Bassett Furniture Industries, Incorporated and Subsidiaries
A. SUMMARY OF SIGNIFICANT ACCOUNTING POLICIES
Principles of Consolidation
The consolidated financial statements include the accounts of the Company and
its subsidiaries, all of which are wholly-owned. All significant intercompany
balances and transactions are eliminated in consolidation.
Use of Estimates
The preparation of financial statements in conformity with generally accepted
accounting principles requires management to make estimates and assumptions
that affect the reported amounts of assets and liabilities and disclosure of
contingent assets and liabilities at the date of the financial statements and
the reported amounts of revenues and expenses during the reporting period.
Actual results could differ from those estimates.
Cash Equivalents
The Company considers all temporary, highly liquid investments with a maturity
of three months or less to be cash equivalents. The carrying amount
approximates fair value because of the short maturity of these investments.
Trade Accounts Receivable
The Company has only one business segment, the manufacture and sale of
household furniture. Substantially all of the Company's trade accounts
receivable are due from retailers in this market. The Company performs on-going
evaluations of its customers' credit worthiness and, generally, requires no
collateral.
Inventories
All inventories are valued at last-in, first-out (LIFO) cost which is not in
excess of market.
Property, Plant and Equipment
Property, plant and equipment are stated at cost. Depreciation is computed
generally by accelerated methods.
Investment in Securities
The Company classifies its investment in securities as available-for-sale,
which are reported at fair value. The Company adopted the provisions of
Statement of Financial Accounting Standards No. 115, Accounting for Certain
Investments in Debt and Equity Securities (Statement 115) at December 1, 1993.
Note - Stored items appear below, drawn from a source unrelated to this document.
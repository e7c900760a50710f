// SPDX-License-Identifier: MIT

//! Edit operators
//!
//! Edits mutate the snapshot and then pass their inbound item along. Each
//! distinct permission is confirmed once per operator, before the first
//! mutation it guards. Quiet variants (`?=`, `?+=`, `?-=` and `[?#tag]`)
//! swallow bad value errors and leave the node untouched.

use async_stream::try_stream;
use futures::StreamExt;
use std::collections::{HashMap, HashSet};
use std::sync::Arc;

use super::ast::{AstId, AstKind};
use super::expr::{compute, runtval, tag_name};
use super::path::Path;
use super::pipeline::run_query;
use super::runtime::Runtime;
use super::signal::{self, genr, Genr, Signal};
use crate::core::error::{Result, StormError};
use crate::core::model::Prop;
use crate::core::node::{norm_tag, Node};
use crate::core::snapshot::Snapshot;
use crate::core::types::{ival_merge, norm_ival};
use crate::core::value::Value;

/// Permissions already granted to one operator
#[derive(Default)]
struct Confirmed(HashSet<Vec<String>>);

impl Confirmed {
    fn confirm(&mut self, runt: &Runtime, perm: &[&str]) -> Result<()> {
        let perm: Vec<String> = perm.iter().map(|part| part.to_string()).collect();
        if !self.0.contains(&perm) {
            runt.confirm(&perm)?;
            self.0.insert(perm);
        }
        Ok(())
    }
}

/// Runtsafe operand values, computed on the first item and reused after
#[derive(Default)]
struct Operands(HashMap<AstId, Value>);

impl Operands {
    async fn value(&mut self, runt: &Arc<Runtime>, id: AstId, path: &Path) -> Result<Value> {
        if !runt.is_runtsafe(id) {
            return compute(runt, id, path).await;
        }
        if let Some(valu) = self.0.get(&id) {
            return Ok(valu.clone());
        }
        let valu = runtval(runt, id).await?;
        self.0.insert(id, valu.clone());
        Ok(valu)
    }

    async fn tag(&mut self, runt: &Arc<Runtime>, id: AstId, path: &Path) -> Result<String> {
        if !runt.is_runtsafe(id) {
            return tag_name(runt, id, Some(path)).await;
        }
        if let Some(Value::Str(tag)) = self.0.get(&id) {
            return Ok(tag.clone());
        }
        let tag = tag_name(runt, id, None).await?;
        self.0.insert(id, Value::Str(tag.clone()));
        Ok(tag)
    }
}

/// Per operator state kept across items
#[derive(Default)]
struct EditState {
    perms: Confirmed,
    operands: Operands,
}

fn tag_perm<'a>(action: &'a str, tag: &'a str) -> Vec<&'a str> {
    let mut perm = vec!["node", "tag", action];
    perm.extend(tag.split('.'));
    perm
}

/// Swallow bad value errors when the operator is quiet
fn quietly(quiet: bool, result: Result<()>) -> Result<()> {
    match result {
        Err(err) if quiet && err.is_bad_valu() => {
            log::debug!("Ignoring {} in quiet edit", err);
            Ok(())
        }
        other => other,
    }
}

pub fn edit(runt: Arc<Runtime>, id: AstId, upstream: Genr) -> Genr {
    let ast = Arc::clone(runt.ast());
    if let AstKind::EditNodeAdd { form, oper } = ast.kind(id) {
        return node_add(runt, id, form.clone(), oper.starts_with('?'), upstream);
    }
    genr(try_stream! {
        let mut state = EditState::default();
        for await item in upstream {
            match item? {
                Signal::Item((node, path)) => {
                    apply(&runt, id, &node, &path, &mut state).await?;
                    yield Signal::Item((node, path));
                    tokio::task::yield_now().await;
                }
                other => {
                    yield other;
                    return;
                }
            }
        }
    })
}

async fn add_node(runt: &Runtime, form: &str, valu: &Value, quiet: bool) -> Result<Option<Node>> {
    match runt.snap().add_node(form, valu).await {
        Ok(node) => Ok(Some(node)),
        Err(err) if quiet && err.is_bad_valu() => Ok(None),
        Err(err) => Err(err),
    }
}

/// `[form=valu]`
fn node_add(runt: Arc<Runtime>, id: AstId, form: String, quiet: bool, upstream: Genr) -> Genr {
    genr(try_stream! {
        let kid = runt.ast().kid(id, 0)?;
        let perm = ["node".to_string(), "add".to_string(), form.clone()];
        if runt.is_runtsafe(kid) {
            runt.confirm(&perm)?;
            for await item in upstream {
                let item = item?;
                let stop = !matches!(item, Signal::Item(_));
                yield item;
                if stop {
                    return;
                }
            }
            let valu = runtval(&runt, kid).await?;
            if let Some(node) = add_node(&runt, &form, &valu, quiet).await? {
                let path = runt.init_path(&node);
                yield Signal::Item((node, path));
            }
        } else {
            let mut first = true;
            for await item in upstream {
                match item? {
                    Signal::Item((node, path)) => {
                        if first {
                            runt.confirm(&perm)?;
                            first = false;
                        }
                        let valu = compute(&runt, kid, &path).await?;
                        let newn = add_node(&runt, &form, &valu, quiet).await?;
                        let fork = newn.as_ref().map(|newn| path.fork(newn));
                        yield Signal::Item((node, path));
                        if let (Some(newn), Some(fork)) = (newn, fork) {
                            yield Signal::Item((newn, fork));
                        }
                        tokio::task::yield_now().await;
                    }
                    other => {
                        yield other;
                        return;
                    }
                }
            }
        }
    })
}

async fn apply(
    runt: &Arc<Runtime>,
    id: AstId,
    node: &Node,
    path: &Path,
    state: &mut EditState,
) -> Result<()> {
    let ast = Arc::clone(runt.ast());
    let snap = Arc::clone(runt.snap());
    match ast.kind(id) {
        AstKind::EditPropSet { prop, oper } => {
            let prop = form_prop(&snap, node, prop)?;
            state.perms.confirm(runt, &["node", "prop", "set", prop.full.as_str()])?;
            let valu = state.operands.value(runt, ast.kid(id, 0)?, path).await?.toprim();
            quietly(oper.starts_with('?'), set_prop(&snap, node, &prop, oper, valu).await)
        }
        AstKind::EditPropDel { prop } => {
            let prop = form_prop(&snap, node, prop)?;
            state.perms.confirm(runt, &["node", "prop", "del", prop.full.as_str()])?;
            snap.pop_prop(node, &prop.name).await?;
            Ok(())
        }
        AstKind::EditTagAdd { tryset } => {
            let tags = match tag_list(runt, ast.kid(id, 0)?, path, &mut state.operands).await {
                Ok(tags) => tags,
                Err(err) if *tryset && err.is_bad_valu() => return Ok(()),
                Err(err) => return Err(err),
            };
            for tag in tags {
                state.perms.confirm(runt, &tag_perm("add", &tag))?;
                quietly(*tryset, add_tag(runt, &snap, id, node, path, &tag, &mut state.operands).await)?;
            }
            Ok(())
        }
        AstKind::EditTagDel => {
            for tag in tag_list(runt, ast.kid(id, 0)?, path, &mut state.operands).await? {
                state.perms.confirm(runt, &tag_perm("del", &tag))?;
                snap.del_tag(node, &tag).await?;
            }
            Ok(())
        }
        AstKind::EditTagPropSet { prop, oper } => {
            let tag = state.operands.tag(runt, ast.kid(id, 0)?, path).await?;
            state.perms.confirm(runt, &tag_perm("add", &tag))?;
            let valu = state.operands.value(runt, ast.kid(id, 1)?, path).await?;
            quietly(
                oper.starts_with('?'),
                snap.set_tag_prop(node, &tag, prop, &valu).await,
            )
        }
        AstKind::EditTagPropDel { prop } => {
            let tag = state.operands.tag(runt, ast.kid(id, 0)?, path).await?;
            state.perms.confirm(runt, &tag_perm("del", &tag))?;
            snap.del_tag_prop(node, &tag, prop).await
        }
        AstKind::EditEdgeAdd { n2 } => edit_edges(runt, id, node, path, *n2, true, state).await,
        AstKind::EditEdgeDel { n2 } => edit_edges(runt, id, node, path, *n2, false, state).await,
        other => Err(StormError::runtime(format!("{} is not an edit", other.name()))),
    }
}

fn form_prop(snap: &Arc<dyn Snapshot>, node: &Node, name: &str) -> Result<Arc<Prop>> {
    snap.model()
        .req_form(node.form())?
        .prop(name)
        .cloned()
        .ok_or_else(|| StormError::no_such_prop(name, Some(node.form())))
}

/// Set a property, reading and rewriting the whole array for `+=` and `-=`
async fn set_prop(snap: &Arc<dyn Snapshot>, node: &Node, prop: &Prop, oper: &str, valu: Value) -> Result<()> {
    let valu = match oper.trim_start_matches('?') {
        "+=" | "-=" => {
            let elem = prop.styp.elem().ok_or_else(|| {
                StormError::runtime(format!("Property set using ({}) is only valid on arrays.", oper))
            })?;
            let mut arry = node
                .get(&prop.name)
                .and_then(|curv| curv.as_list().map(<[Value]>::to_vec))
                .unwrap_or_default();
            if oper.ends_with("+=") {
                arry.push(valu);
            } else {
                let (norm, _) = elem.norm(&valu)?;
                if let Some(index) = arry.iter().position(|item| *item == norm) {
                    arry.remove(index);
                }
            }
            Value::List(arry)
        }
        _ => valu,
    };
    snap.set_prop_deep(node, &prop.name, &valu).await?;
    Ok(())
}

/// One tag name or a list of them, normalized
async fn tag_list(runt: &Arc<Runtime>, id: AstId, path: &Path, operands: &mut Operands) -> Result<Vec<String>> {
    match operands.value(runt, id, path).await?.toprim() {
        Value::List(items) => items.iter().map(|item| norm_tag(&item.tostr()?)).collect(),
        Value::Null => Ok(Vec::new()),
        other => Ok(vec![norm_tag(&other.tostr()?)?]),
    }
}

/// Add a tag, merging a given interval with the one already present
async fn add_tag(
    runt: &Arc<Runtime>,
    snap: &Arc<dyn Snapshot>,
    id: AstId,
    node: &Node,
    path: &Path,
    tag: &str,
    operands: &mut Operands,
) -> Result<()> {
    let ival = match runt.ast().opt_kid(id, 1) {
        Some(kid) => match operands.value(runt, kid, path).await? {
            Value::Null => None,
            valu => Some(norm_ival(&valu).map_err(|mesg| StormError::bad_valu("ival", mesg))?),
        },
        None => None,
    };
    let ival = match (node.tag(tag).flatten(), ival) {
        (Some(curv), Some(ival)) => Some(ival_merge(curv, ival)),
        (curv, ival) => ival.or(curv),
    };
    snap.add_tag(node, tag, ival).await
}

/// `+(verb)> { query }` and friends; the subquery names the other ends
async fn edit_edges(
    runt: &Arc<Runtime>,
    id: AstId,
    node: &Node,
    path: &Path,
    n2: bool,
    add: bool,
    state: &mut EditState,
) -> Result<()> {
    let ast = Arc::clone(runt.ast());
    let verb = state.operands.value(runt, ast.kid(id, 0)?, path).await?.tostr()?;
    state.perms.confirm(runt, &["node", "edge", if add { "add" } else { "del" }, verb.as_str()])?;

    let query = ast.kid(id, 1)?;
    let subr = runt.sub_runtime(query, path.vars());
    let snap = Arc::clone(runt.snap());
    let mut results = run_query(subr, query, signal::empty());
    while let Some(sig) = results.next().await {
        let Signal::Item((other, _)) = sig? else {
            break;
        };
        let (n1, n2) = if n2 { (&other, node) } else { (node, &other) };
        if add {
            snap.add_edge(n1, &verb, &n2.buid()).await?;
        } else {
            snap.del_edge(n1, &verb, &n2.buid()).await?;
        }
    }
    Ok(())
}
Under Statement 115 unrealized holding gains and losses, net of the related tax
effect, on available-for-sale securities are excluded from income and are
reported as a separate component of stockholders' equity. Realized gains and
losses from securities classified as available-for-sale are included in income
and are determined using the specific identification method for ascertaining
the cost of securities sold.
Investment in Affiliated Companies
The equity method of accounting is used for the investment in affiliated
companies. The carrying amounts approximate the Company's equity in their
underlying net assets.
Investment in Corporate Owned Life Insurance
Investment in corporate owned life insurance policies is recorded net of policy
loans and is included in other assets. The net life insurance expense, which
includes premiums and interest on cash surrender borrowings, net of increases
in cash surrender values, is included in other income.
Revenue Recognition
Revenue from sales is recognized when the goods are shipped to the customer.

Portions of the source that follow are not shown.